Figure 2.

Overview of fibrinolysis including significant reactions, markers and points where disturbance may lead to clinical bleeding. Liver synthesises and releases fibrinogen (Fg), plasminogen (Pg), α₂‐plasmin inhibitor (AP), thrombin activatable fibrinolysis inhibitor (TAFI) into the blood and takes up circulating fibrinogen and fibrin degradation products (FgDP, FDP, D‐D), as well as the complexes of proteases and their inhibitors (AP, plasminogen activator inhibitor 1, PAI). Fibrin and cells (myeloid precursor cells in acute promyelocytic leukaemia, APL, or malignant cells in cancer) provide a template for binding of plasminogen activators (tissue‐type, tPA and urokinase‐type, uPA) and plasminogen for more efficient generation of plasmin (Pn).

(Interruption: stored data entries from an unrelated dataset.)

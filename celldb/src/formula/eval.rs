use super::ast::{BinaryOp, Expr, UnaryOp};
use super::functions;
use crate::document::CellValue;
use crate::error::{CellDbError, Result};
use chrono::{NaiveDate, Utc};
use std::collections::HashMap;

/// Evaluates formula trees against a row context (column name -> value).
#[derive(Debug, Clone)]
pub struct Evaluator {
    today: NaiveDate,
}

impl Default for Evaluator {
    fn default() -> Self {
        Evaluator {
            today: Utc::now().date_naive(),
        }
    }
}

impl Evaluator {
    /// An evaluator whose `now()` returns `today`.
    pub fn new(today: NaiveDate) -> Self {
        Evaluator { today }
    }

    pub fn today(&self) -> NaiveDate {
        self.today
    }

    pub fn evaluate(&self, expr: &Expr, context: &HashMap<String, CellValue>) -> Result<CellValue> {
        match expr {
            Expr::Number(n) => Ok(CellValue::Number(*n)),
            Expr::Str(s) => Ok(CellValue::Text(s.clone())),
            Expr::Bool(b) => Ok(CellValue::Bool(*b)),
            Expr::Ident(name) => context
                .get(name)
                .map(CellValue::flatten)
                .ok_or_else(|| CellDbError::eval(format!("Unknown column: {name}"))),
            Expr::Unary { op, operand } => {
                let value = self.evaluate(operand, context)?;
                Ok(match op {
                    UnaryOp::Not => CellValue::Bool(!value.is_truthy()),
                    UnaryOp::Neg => CellValue::Number(-value.to_number()),
                })
            }
            Expr::Binary { op, left, right } => self.evaluate_binary(*op, left, right, context),
            Expr::Call { name, args } => functions::call(self, name, args, context),
        }
    }

    fn evaluate_binary(
        &self,
        op: BinaryOp,
        left: &Expr,
        right: &Expr,
        context: &HashMap<String, CellValue>,
    ) -> Result<CellValue> {
        // Logical operators short-circuit
        match op {
            BinaryOp::And => {
                let l = self.evaluate(left, context)?;
                if !l.is_truthy() {
                    return Ok(CellValue::Bool(false));
                }
                return Ok(CellValue::Bool(self.evaluate(right, context)?.is_truthy()));
            }
            BinaryOp::Or => {
                let l = self.evaluate(left, context)?;
                if l.is_truthy() {
                    return Ok(CellValue::Bool(true));
                }
                return Ok(CellValue::Bool(self.evaluate(right, context)?.is_truthy()));
            }
            _ => {}
        }

        let l = self.evaluate(left, context)?;
        let r = self.evaluate(right, context)?;

        let value = match op {
            BinaryOp::Add => {
                if matches!(l, CellValue::Text(_)) || matches!(r, CellValue::Text(_)) {
                    CellValue::Text(l.to_display_string() + &r.to_display_string())
                } else {
                    CellValue::Number(l.to_number() + r.to_number())
                }
            }
            BinaryOp::Sub => CellValue::Number(l.to_number() - r.to_number()),
            BinaryOp::Mul => CellValue::Number(l.to_number() * r.to_number()),
            BinaryOp::Div | BinaryOp::Mod => {
                let divisor = r.to_number();
                if divisor == 0.0 {
                    return Err(CellDbError::eval("Division by zero"));
                }
                let dividend = l.to_number();
                if op == BinaryOp::Div {
                    CellValue::Number(dividend / divisor)
                } else {
                    CellValue::Number(dividend % divisor)
                }
            }
            BinaryOp::Eq => CellValue::Bool(loosely_equal(&l, &r)),
            BinaryOp::NotEq => CellValue::Bool(!loosely_equal(&l, &r)),
            BinaryOp::Lt => CellValue::Bool(l.to_number() < r.to_number()),
            BinaryOp::Gt => CellValue::Bool(l.to_number() > r.to_number()),
            BinaryOp::LtEq => CellValue::Bool(l.to_number() <= r.to_number()),
            BinaryOp::GtEq => CellValue::Bool(l.to_number() >= r.to_number()),
            BinaryOp::And | BinaryOp::Or => unreachable!("handled above"),
        };
        Ok(value)
    }
}

/// Same value, or the same string form (`"3" == 3`).
fn loosely_equal(l: &CellValue, r: &CellValue) -> bool {
    l == r || l.to_display_string() == r.to_display_string()
}

/// Evaluate with the current date as `now()`.
pub fn evaluate(expr: &Expr, context: &HashMap<String, CellValue>) -> Result<CellValue> {
    Evaluator::default().evaluate(expr, context)
}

Cell surface activation complexes are assembled on annexin 2 (Ax2) and S100A10 (p11) tetramers in APL or uPA receptors (uPAR). Thrombin (Th) in complex with thrombomodulin (Tm) activates TAFI (TAFIa), which eliminates plasminogen binding sites in fibrin. Activated factor XIII (FXIIIa) confers fibrinolytic resistance through modification of fibrin structure and crosslinking of AP to fibrin.